#### Problem
All lines in the data that hold the word "DamageCategory" need copying.

Records drawn from a dataset
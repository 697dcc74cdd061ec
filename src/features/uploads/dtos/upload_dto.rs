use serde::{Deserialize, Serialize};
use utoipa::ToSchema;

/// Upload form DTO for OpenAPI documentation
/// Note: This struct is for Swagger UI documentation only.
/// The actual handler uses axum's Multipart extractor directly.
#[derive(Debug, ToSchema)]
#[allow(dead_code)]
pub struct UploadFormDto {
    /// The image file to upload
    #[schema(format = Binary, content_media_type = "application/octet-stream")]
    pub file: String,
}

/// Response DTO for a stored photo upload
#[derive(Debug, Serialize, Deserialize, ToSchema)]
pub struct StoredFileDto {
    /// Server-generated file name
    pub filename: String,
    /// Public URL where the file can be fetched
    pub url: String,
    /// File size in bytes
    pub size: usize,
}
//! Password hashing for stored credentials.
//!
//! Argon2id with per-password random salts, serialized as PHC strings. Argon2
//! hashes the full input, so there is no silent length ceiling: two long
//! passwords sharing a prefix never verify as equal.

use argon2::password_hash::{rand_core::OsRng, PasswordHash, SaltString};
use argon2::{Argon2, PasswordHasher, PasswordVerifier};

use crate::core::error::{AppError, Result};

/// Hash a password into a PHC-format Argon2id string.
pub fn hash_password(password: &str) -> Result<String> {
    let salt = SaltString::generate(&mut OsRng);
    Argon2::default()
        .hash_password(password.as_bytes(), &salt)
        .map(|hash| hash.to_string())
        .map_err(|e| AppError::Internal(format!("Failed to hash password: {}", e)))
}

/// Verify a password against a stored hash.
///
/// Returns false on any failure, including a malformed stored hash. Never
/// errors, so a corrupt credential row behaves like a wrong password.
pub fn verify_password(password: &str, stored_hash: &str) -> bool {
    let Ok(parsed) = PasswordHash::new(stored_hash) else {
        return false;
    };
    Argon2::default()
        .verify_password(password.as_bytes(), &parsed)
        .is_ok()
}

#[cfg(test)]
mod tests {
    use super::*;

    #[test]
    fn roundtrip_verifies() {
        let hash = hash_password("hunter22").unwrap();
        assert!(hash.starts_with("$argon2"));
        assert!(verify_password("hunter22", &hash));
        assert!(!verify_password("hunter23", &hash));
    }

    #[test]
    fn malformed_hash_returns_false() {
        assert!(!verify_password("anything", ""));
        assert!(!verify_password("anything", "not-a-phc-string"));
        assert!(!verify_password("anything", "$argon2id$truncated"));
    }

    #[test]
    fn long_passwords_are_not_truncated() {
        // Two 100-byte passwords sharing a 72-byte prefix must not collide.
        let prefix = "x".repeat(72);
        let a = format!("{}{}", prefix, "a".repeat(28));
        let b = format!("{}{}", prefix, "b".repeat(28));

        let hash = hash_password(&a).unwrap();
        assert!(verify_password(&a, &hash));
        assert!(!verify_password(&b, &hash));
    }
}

--

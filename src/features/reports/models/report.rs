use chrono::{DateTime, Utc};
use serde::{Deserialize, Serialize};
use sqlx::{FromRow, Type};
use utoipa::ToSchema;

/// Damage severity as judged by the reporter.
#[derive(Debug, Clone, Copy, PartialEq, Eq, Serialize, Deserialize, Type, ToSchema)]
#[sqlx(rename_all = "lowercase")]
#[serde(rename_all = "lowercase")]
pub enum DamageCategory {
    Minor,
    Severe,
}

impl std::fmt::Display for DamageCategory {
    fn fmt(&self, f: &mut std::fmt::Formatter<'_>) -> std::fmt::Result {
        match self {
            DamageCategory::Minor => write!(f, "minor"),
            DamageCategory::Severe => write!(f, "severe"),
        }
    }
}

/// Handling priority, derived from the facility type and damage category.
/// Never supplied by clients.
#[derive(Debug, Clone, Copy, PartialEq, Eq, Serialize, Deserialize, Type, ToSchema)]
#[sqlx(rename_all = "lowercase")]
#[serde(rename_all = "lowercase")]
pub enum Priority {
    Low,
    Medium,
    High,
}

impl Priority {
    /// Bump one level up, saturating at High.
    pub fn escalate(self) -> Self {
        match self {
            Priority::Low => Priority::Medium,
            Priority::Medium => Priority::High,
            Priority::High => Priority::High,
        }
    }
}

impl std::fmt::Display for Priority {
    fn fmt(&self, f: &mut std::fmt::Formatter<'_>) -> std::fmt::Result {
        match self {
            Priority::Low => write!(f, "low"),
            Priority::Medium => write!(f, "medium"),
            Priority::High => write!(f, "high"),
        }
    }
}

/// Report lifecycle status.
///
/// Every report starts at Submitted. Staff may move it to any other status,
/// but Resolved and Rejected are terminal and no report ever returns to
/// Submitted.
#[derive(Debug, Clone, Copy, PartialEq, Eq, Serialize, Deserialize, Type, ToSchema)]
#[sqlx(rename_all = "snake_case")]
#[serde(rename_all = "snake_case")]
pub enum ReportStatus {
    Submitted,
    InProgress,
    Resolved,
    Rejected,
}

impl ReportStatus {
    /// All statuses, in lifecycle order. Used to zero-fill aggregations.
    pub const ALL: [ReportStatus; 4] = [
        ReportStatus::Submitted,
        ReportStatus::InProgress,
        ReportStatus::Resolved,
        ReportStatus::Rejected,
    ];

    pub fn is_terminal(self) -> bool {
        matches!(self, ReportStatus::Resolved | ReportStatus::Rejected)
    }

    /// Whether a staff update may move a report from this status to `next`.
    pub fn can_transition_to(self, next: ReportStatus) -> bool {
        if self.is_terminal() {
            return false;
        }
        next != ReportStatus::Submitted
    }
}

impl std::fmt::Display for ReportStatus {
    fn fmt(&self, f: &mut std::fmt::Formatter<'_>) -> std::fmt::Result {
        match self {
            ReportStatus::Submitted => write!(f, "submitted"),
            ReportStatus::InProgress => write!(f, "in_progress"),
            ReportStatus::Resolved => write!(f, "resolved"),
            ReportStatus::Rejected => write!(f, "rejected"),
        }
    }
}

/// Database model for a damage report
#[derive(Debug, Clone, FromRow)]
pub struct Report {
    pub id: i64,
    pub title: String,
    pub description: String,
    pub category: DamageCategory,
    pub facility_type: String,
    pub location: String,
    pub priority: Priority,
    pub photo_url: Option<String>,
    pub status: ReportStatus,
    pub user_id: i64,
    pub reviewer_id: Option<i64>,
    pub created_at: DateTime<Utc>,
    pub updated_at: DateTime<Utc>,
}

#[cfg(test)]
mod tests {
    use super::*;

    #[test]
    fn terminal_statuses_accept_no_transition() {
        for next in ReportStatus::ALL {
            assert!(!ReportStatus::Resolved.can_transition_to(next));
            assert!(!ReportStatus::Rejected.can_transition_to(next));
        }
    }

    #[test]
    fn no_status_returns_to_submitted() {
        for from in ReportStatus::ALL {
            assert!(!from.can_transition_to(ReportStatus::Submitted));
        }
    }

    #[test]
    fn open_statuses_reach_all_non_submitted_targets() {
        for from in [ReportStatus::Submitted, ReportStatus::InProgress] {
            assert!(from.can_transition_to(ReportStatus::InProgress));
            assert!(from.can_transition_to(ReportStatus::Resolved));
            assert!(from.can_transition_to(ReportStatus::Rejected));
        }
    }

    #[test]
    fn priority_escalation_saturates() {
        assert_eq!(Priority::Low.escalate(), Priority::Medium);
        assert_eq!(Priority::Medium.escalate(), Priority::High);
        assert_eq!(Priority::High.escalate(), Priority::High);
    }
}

#### Written solution
pub enum DamageCategory {
impl std::fmt::Display for DamageCategory {
            DamageCategory::Minor => write!(f, "minor"),
            DamageCategory::Severe => write!(f, "severe"),
    pub category: DamageCategory,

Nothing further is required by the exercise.